[Given records]
-- Opening Marker --
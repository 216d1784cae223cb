//! Core contracts and helpers for Intake.
//!
//! This crate defines record types, field schemas, typed values and the
//! structural (schema) validation layer shared by the rule engine and the CLI.

pub mod builtin;
pub mod error;
pub mod record;
pub mod row;
pub mod schema;
pub mod types;
pub mod validation;

pub use error::{Error, Result};
pub use record::RecordType;
pub use row::{FieldError, FieldErrorCode, RawRow};
pub use schema::{ConstraintKind, FieldConstraint, FieldSchema, FieldSpec};
pub use types::{FieldType, RawValue, Severity, Value, parse_decimal};
pub use validation::{RowCheck, SchemaValidator, coerce, validate, validate_schema};

/// Contract version stamped on serialized validation responses.
pub const RESPONSE_VERSION: &str = "0.1";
-- Closing Marker --
Would you transcribe, unchanged, every line of the material from the one containing "pub mod builtin;" to the very end, including both, and nothing else?

pub mod builtin;
pub mod error;
pub mod record;
pub mod row;
pub mod schema;
pub mod types;
pub mod validation;

pub use error::{Error, Result};
pub use record::RecordType;
pub use row::{FieldError, FieldErrorCode, RawRow};
pub use schema::{ConstraintKind, FieldConstraint, FieldSchema, FieldSpec};
pub use types::{FieldType, RawValue, Severity, Value, parse_decimal};
pub use validation::{RowCheck, SchemaValidator, coerce, validate, validate_schema};

/// Contract version stamped on serialized validation responses.
pub const RESPONSE_VERSION: &str = "0.1";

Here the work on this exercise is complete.